WHAT TO WORK ON: Write back every record verbatim.

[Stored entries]

//! Configuration Management Module
//!
//! Defaults, resolution helpers, and validation for the payout-address
//! update tool. All settings live on an explicit [`Config`] struct that the
//! binary assembles from CLI arguments, environment variables, and defaults.

use anyhow::{Context, Result};
use std::path::PathBuf;
use url::Url;

// ============================================================================
// DEFAULTS
// ============================================================================

/// Reward contract address on the Volta network.
pub const REWARD_CONTRACT: &str = "0x1204700000000000000000000000000000000003";

/// Volta chain ID (0x12047 = 73799).
pub const DEFAULT_CHAIN_ID: u64 = 0x12047;

/// Default directory holding the encrypted account key file.
pub const DEFAULT_KEYDIR: &str = "docker-stack/chain-data/keys/Volta/";

/// Default path of the passphrase file.
pub const DEFAULT_SECRET_PATH: &str = "docker-stack/.secret";

/// Default JSON-RPC endpoint, used when neither the CLI flag nor the
/// environment variable provides one.
pub const DEFAULT_RPC_URL: &str = "http://localhost:8545";

/// Environment variable consulted for the JSON-RPC endpoint.
pub const RPC_URL_ENV: &str = "WEB3_PROVIDER_URI";

const DEFAULT_GAS_LIMIT: u64 = 100_000;
const DEFAULT_GAS_PRICE: u64 = 10;
const DEFAULT_RECEIPT_TIMEOUT_SECS: u64 = 120;
const DEFAULT_RECEIPT_POLL_MS: u64 = 500;

// ============================================================================
// CONFIGURATION STRUCTURE
// ============================================================================

/// Settings for a single payout-address update.
///
/// Holds the key-material locations, the fixed contract call parameters, and
/// the network settings for one transaction.
#[derive(Debug, Clone)]
pub struct Config {
    /// Directory scanned for the encrypted key file.
    pub keydir: PathBuf,
    /// Path of the passphrase file (first line is the passphrase).
    pub secret_path: PathBuf,
    /// New payout address to register, hex with 0x prefix.
    pub payout_address: String,
    /// EIP-155 chain ID the transaction is signed for.
    pub chain_id: u64,
    /// JSON-RPC endpoint URL.
    pub rpc_url: String,
    /// Address of the reward contract.
    pub reward_contract: String,
    /// Gas limit for the setPayoutAddress call.
    pub gas_limit: u64,
    /// Gas price, in the network's smallest unit.
    pub gas_price: u64,
    /// Maximum time to wait for the transaction receipt, in seconds.
    pub receipt_timeout_secs: u64,
    /// Delay between receipt polls, in milliseconds.
    pub receipt_poll_ms: u64,
}

impl Default for Config {
    fn default() -> Self {
        Self {
            keydir: PathBuf::from(DEFAULT_KEYDIR),
            secret_path: PathBuf::from(DEFAULT_SECRET_PATH),
            payout_address: String::new(),
            chain_id: DEFAULT_CHAIN_ID,
            rpc_url: DEFAULT_RPC_URL.to_string(),
            reward_contract: REWARD_CONTRACT.to_string(),
            gas_limit: DEFAULT_GAS_LIMIT,
            gas_price: DEFAULT_GAS_PRICE,
            receipt_timeout_secs: DEFAULT_RECEIPT_TIMEOUT_SECS,
            receipt_poll_ms: DEFAULT_RECEIPT_POLL_MS,
        }
    }
}

impl Config {
    /// Checks that the configuration is usable before any file or network
    /// access happens.
    ///
    /// # Returns
    ///
    /// - `Ok(())` - Configuration is valid
    /// - `Err(anyhow::Error)` - Description of the offending setting
    pub fn validate(&self) -> Result<()> {
        Url::parse(&self.rpc_url).with_context(|| {
            format!("Configuration error: invalid RPC URL '{}'", self.rpc_url)
        })?;

        let contract = self
            .reward_contract
            .strip_prefix("0x")
            .unwrap_or(&self.reward_contract);
        let decoded = hex::decode(contract);
        if decoded.map(|bytes| bytes.len() != 20).unwrap_or(true) {
            return Err(anyhow::anyhow!(
                "Configuration error: reward contract '{}' is not a 20-byte hex address",
                self.reward_contract
            ));
        }

        if self.payout_address.is_empty() {
            return Err(anyhow::anyhow!(
                "Configuration error: payout address is empty"
            ));
        }

        Ok(())
    }
}

// ============================================================================
// RESOLUTION HELPERS
// ============================================================================

/// Resolves the JSON-RPC endpoint URL.
///
/// Priority: CLI argument > `WEB3_PROVIDER_URI` environment variable >
/// default endpoint.
pub fn resolve_rpc_url(cli_value: Option<String>, env_value: Option<String>) -> String {
    cli_value
        .or(env_value)
        .unwrap_or_else(|| DEFAULT_RPC_URL.to_string())
}

/// Parses a chain ID given in hex format, with or without the 0x prefix.
pub fn parse_chain_id(value: &str) -> Result<u64> {
    let clean = value.strip_prefix("0x").unwrap_or(value);
    u64::from_str_radix(clean, 16)
        .with_context(|| format!("Failed to parse chain ID '{}' as hex", value))
}

// ============================================================================
// TESTS
// ============================================================================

TASK OUTPUT:
//! Configuration Management Module
//!
//! Defaults, resolution helpers, and validation for the payout-address
//! update tool. All settings live on an explicit [`Config`] struct that the
//! binary assembles from CLI arguments, environment variables, and defaults.

use anyhow::{Context, Result};
use std::path::PathBuf;
use url::Url;

// ============================================================================
// DEFAULTS
// ============================================================================

/// Reward contract address on the Volta network.
pub const REWARD_CONTRACT: &str = "0x1204700000000000000000000000000000000003";

/// Volta chain ID (0x12047 = 73799).
pub const DEFAULT_CHAIN_ID: u64 = 0x12047;

/// Default directory holding the encrypted account key file.
pub const DEFAULT_KEYDIR: &str = "docker-stack/chain-data/keys/Volta/";

/// Default path of the passphrase file.
pub const DEFAULT_SECRET_PATH: &str = "docker-stack/.secret";

/// Default JSON-RPC endpoint, used when neither the CLI flag nor the
/// environment variable provides one.
pub const DEFAULT_RPC_URL: &str = "http://localhost:8545";

/// Environment variable consulted for the JSON-RPC endpoint.
pub const RPC_URL_ENV: &str = "WEB3_PROVIDER_URI";

const DEFAULT_GAS_LIMIT: u64 = 100_000;
const DEFAULT_GAS_PRICE: u64 = 10;
const DEFAULT_RECEIPT_TIMEOUT_SECS: u64 = 120;
const DEFAULT_RECEIPT_POLL_MS: u64 = 500;

// ============================================================================
// CONFIGURATION STRUCTURE
// ============================================================================

/// Settings for a single payout-address update.
///
/// Holds the key-material locations, the fixed contract call parameters, and
/// the network settings for one transaction.
#[derive(Debug, Clone)]
pub struct Config {
    /// Directory scanned for the encrypted key file.
    pub keydir: PathBuf,
    /// Path of the passphrase file (first line is the passphrase).
    pub secret_path: PathBuf,
    /// New payout address to register, hex with 0x prefix.
    pub payout_address: String,
    /// EIP-155 chain ID the transaction is signed for.
    pub chain_id: u64,
    /// JSON-RPC endpoint URL.
    pub rpc_url: String,
    /// Address of the reward contract.
    pub reward_contract: String,
    /// Gas limit for the setPayoutAddress call.
    pub gas_limit: u64,
    /// Gas price, in the network's smallest unit.
    pub gas_price: u64,
    /// Maximum time to wait for the transaction receipt, in seconds.
    pub receipt_timeout_secs: u64,
    /// Delay between receipt polls, in milliseconds.
    pub receipt_poll_ms: u64,
}

impl Default for Config {
    fn default() -> Self {
        Self {
            keydir: PathBuf::from(DEFAULT_KEYDIR),
            secret_path: PathBuf::from(DEFAULT_SECRET_PATH),
            payout_address: String::new(),
            chain_id: DEFAULT_CHAIN_ID,
            rpc_url: DEFAULT_RPC_URL.to_string(),
            reward_contract: REWARD_CONTRACT.to_string(),
            gas_limit: DEFAULT_GAS_LIMIT,
            gas_price: DEFAULT_GAS_PRICE,
            receipt_timeout_secs: DEFAULT_RECEIPT_TIMEOUT_SECS,
            receipt_poll_ms: DEFAULT_RECEIPT_POLL_MS,
        }
    }
}

impl Config {
    /// Checks that the configuration is usable before any file or network
    /// access happens.
    ///
    /// # Returns
    ///
    /// - `Ok(())` - Configuration is valid
    /// - `Err(anyhow::Error)` - Description of the offending setting
    pub fn validate(&self) -> Result<()> {
        Url::parse(&self.rpc_url).with_context(|| {
            format!("Configuration error: invalid RPC URL '{}'", self.rpc_url)
        })?;

        let contract = self
            .reward_contract
            .strip_prefix("0x")
            .unwrap_or(&self.reward_contract);
        let decoded = hex::decode(contract);
        if decoded.map(|bytes| bytes.len() != 20).unwrap_or(true) {
            return Err(anyhow::anyhow!(
                "Configuration error: reward contract '{}' is not a 20-byte hex address",
                self.reward_contract
            ));
        }

        if self.payout_address.is_empty() {
            return Err(anyhow::anyhow!(
                "Configuration error: payout address is empty"
            ));
        }

        Ok(())
    }
}

// ============================================================================
// RESOLUTION HELPERS
// ============================================================================

/// Resolves the JSON-RPC endpoint URL.
///
/// Priority: CLI argument > `WEB3_PROVIDER_URI` environment variable >
/// default endpoint.
pub fn resolve_rpc_url(cli_value: Option<String>, env_value: Option<String>) -> String {
    cli_value
        .or(env_value)
        .unwrap_or_else(|| DEFAULT_RPC_URL.to_string())
}

/// Parses a chain ID given in hex format, with or without the 0x prefix.
pub fn parse_chain_id(value: &str) -> Result<u64> {
    let clean = value.strip_prefix("0x").unwrap_or(value);
    u64::from_str_radix(clean, 16)
        .with_context(|| format!("Failed to parse chain ID '{}' as hex", value))
}

// ============================================================================
// TESTS
// ============================================================================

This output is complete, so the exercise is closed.